Bracket for the moment whether we think some or all of these methods are wise.  It should be crystal clear that a method of oversight designed for up front review and authorization of target-based surveillance is going to be totally inadequate as a safeguard for these new methods.  It will either forbid them completely or be absent from the parts of the process where the dangers to privacy exist. In practice what we’ve done is shift the burden of privacy protection to so-called “minimization” procedures that are meant to archive or at least anonymize data about innocent people. But those procedures have themselves been rendered obsolete by technologies of retrieval and reidentification: No sufficiently large data set is truly anonymous.

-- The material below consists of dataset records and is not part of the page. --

//! # Keyrace - a generator/searcher key race
//!
//! One controller thread generates a secret per round (plaintext, key and the
//! derived ciphertext). A fixed pool of searcher threads tries random keys
//! against the ciphertext and submits every decryption that looks plausible.
//! Only the controller knows the real plaintext, so it alone decides whether a
//! round was cracked or timed out.
//!
//! ## Quick Start
//!
//! ```rust,no_run
//! use keyrace::{Race, RaceConfig, XorOracle};
//!
//! let config = RaceConfig {
//!     password_length: 16,
//!     max_rounds: 3,
//!     ..Default::default()
//! };
//! let mut race = Race::new(config, XorOracle::new())?;
//! let summary = race.run()?;
//! println!("{} of {} rounds cracked", summary.cracked(), summary.rounds.len());
//! # Ok::<(), keyrace::RaceError>(())
//! ```

pub mod cli;
pub mod config;
pub mod error;
pub mod oracle;
pub mod race;

pub use cli::{Cli, Output};
pub use config::RaceConfig;
pub use error::{ConfigError, RaceError};
pub use oracle::{CipherOracle, XorOracle};
pub use race::{Race, RaceSummary, RoundController, RoundOutcome};

/// Result type alias for Keyrace application code
pub type Result<T> = anyhow::Result<T>;

/// Version information
pub const VERSION: &str = env!("CARGO_PKG_VERSION");
pub const PKG_NAME: &str = env!("CARGO_PKG_NAME");
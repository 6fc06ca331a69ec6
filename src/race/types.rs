use std::fmt;
use std::sync::Arc;
use std::time::{Duration, Instant};

/// The public half of a round: everything a searcher is allowed to see.
///
/// Published behind an `Arc`, so every worker that picks it up shares the same
/// immutable snapshot.
#[derive(Debug, Clone, PartialEq, Eq)]
pub struct Challenge {
    pub round_id: u64,
    pub ciphertext: Vec<u8>,
    pub length: usize,
    pub started_at: Instant,
}

impl Challenge {
    pub fn elapsed(&self) -> Duration {
        self.started_at.elapsed()
    }

    /// Wall-clock instant at which this round times out
    pub fn deadline(&self, timeout: Duration) -> Instant {
        self.started_at + timeout
    }
}

/// One generate-and-crack cycle as the controller holds it: the published
/// [`Challenge`] plus the secret it was derived from.
///
/// The secret never leaves the controller; only the challenge is shared.
#[derive(Clone)]
pub struct Round {
    challenge: Arc<Challenge>,
    plaintext: Vec<u8>,
    key: Vec<u8>,
}

impl Round {
    pub fn new(challenge: Challenge, plaintext: Vec<u8>, key: Vec<u8>) -> Self {
        Self {
            challenge: Arc::new(challenge),
            plaintext,
            key,
        }
    }

    pub fn challenge(&self) -> &Arc<Challenge> {
        &self.challenge
    }

    pub fn round_id(&self) -> u64 {
        self.challenge.round_id
    }

    pub fn length(&self) -> usize {
        self.challenge.length
    }

    pub fn plaintext(&self) -> &[u8] {
        &self.plaintext
    }

    pub fn key(&self) -> &[u8] {
        &self.key
    }

    pub fn elapsed(&self) -> Duration {
        self.challenge.elapsed()
    }

    pub fn deadline(&self, timeout: Duration) -> Instant {
        self.challenge.deadline(timeout)
    }
}

// Keep the secret out of logs.
impl fmt::Debug for Round {
    fn fmt(&self, f: &mut fmt::Formatter<'_>) -> fmt::Result {
        f.debug_struct("Round")
            .field("round_id", &self.challenge.round_id)
            .field("length", &self.challenge.length)
            .field("key_length", &self.key.len())
            .field("started_at", &self.challenge.started_at)
            .finish_non_exhaustive()
    }
}

/// A guess proposed by a searcher worker.
#[derive(Debug, Clone, PartialEq, Eq)]
pub struct Candidate {
    /// Round the guess was searched under
    pub round_id: u64,
    pub worker_id: usize,
    pub guessed_plaintext: Vec<u8>,
    pub guessed_key: Vec<u8>,
    /// Trial count of the submitting worker within the round
    pub iteration_count: u64,
}

impl Candidate {
    /// Guessed plaintext rendered for display
    pub fn plaintext_lossy(&self) -> String {
        String::from_utf8_lossy(&self.guessed_plaintext).into_owned()
    }
}

/// Terminal state of a round
#[derive(Debug, Clone, PartialEq, Eq)]
pub enum RoundOutcome {
    Cracked(Candidate),
    TimedOut,
}

impl RoundOutcome {
    pub fn is_cracked(&self) -> bool {
        matches!(self, RoundOutcome::Cracked(_))
    }

    pub fn label(&self) -> &'static str {
        match self {
            RoundOutcome::Cracked(_) => "cracked",
            RoundOutcome::TimedOut => "timed-out",
        }
    }
}

impl fmt::Display for RoundOutcome {
    fn fmt(&self, f: &mut fmt::Formatter<'_>) -> fmt::Result {
        f.write_str(self.label())
    }
}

And realize the size of the data sets we’re talking about. The FBI’s Information Data Warehouse holds at least 1.5 billion records, and growing fast, from an array of private and government sector sources—some presumably obtained using National Security Letters and Patriot 215 orders, some by other means. Those NSLs are issued by the tens of thousands each year, mostly for information about Americans.  As of 2006, we know “some intelligence sources”—probably NSA’s—were  growing at a rate of 4 petabytes, that’s 4 million Gigabytes—each month.  Within about five years, NSA’s archive is expected to be measured in Yottabytes—if you want to picture one Yottabyte, take the sum total of all data on the Internet—every web page, audio file, and video—and multiply it by 2,000. At that point they will have to make up a new word for the next largest unit of data.  As J. Edgar Hoover understood all too well, just having that information is a form of power. He wasn’t the most feared man in Washington for decades because he necessarily had something on everyone—though he had a lot—but because he had so much that you really couldn’t be sure what he had on you.

There is, to be sure, a lot to be said against the expansion of surveillance powers over the past eight years from a more conventional civil liberties perspective.  But we also need to be aware that if we’re not attuned to the way new technologies may avoid our would tripwires, if we only think of privacy in terms of certain familiar, paradigmatic violations—the boot in the door—then like the Olmstead court, we may render ourselves blind to equally serious threats that don’t fit our mental picture of a privacy harm.

If we’re going to avoid this, we need to attune ourselves to the ways modern surveillance is qualitatively different from past search tools, even if words like “wiretap” and “subpoena” remain the same. And we’re going to need to stop thinking only in terms of isolated violations of individual rights, but also consider the systemic and structural effects of the architectures of surveillance we’re constructing.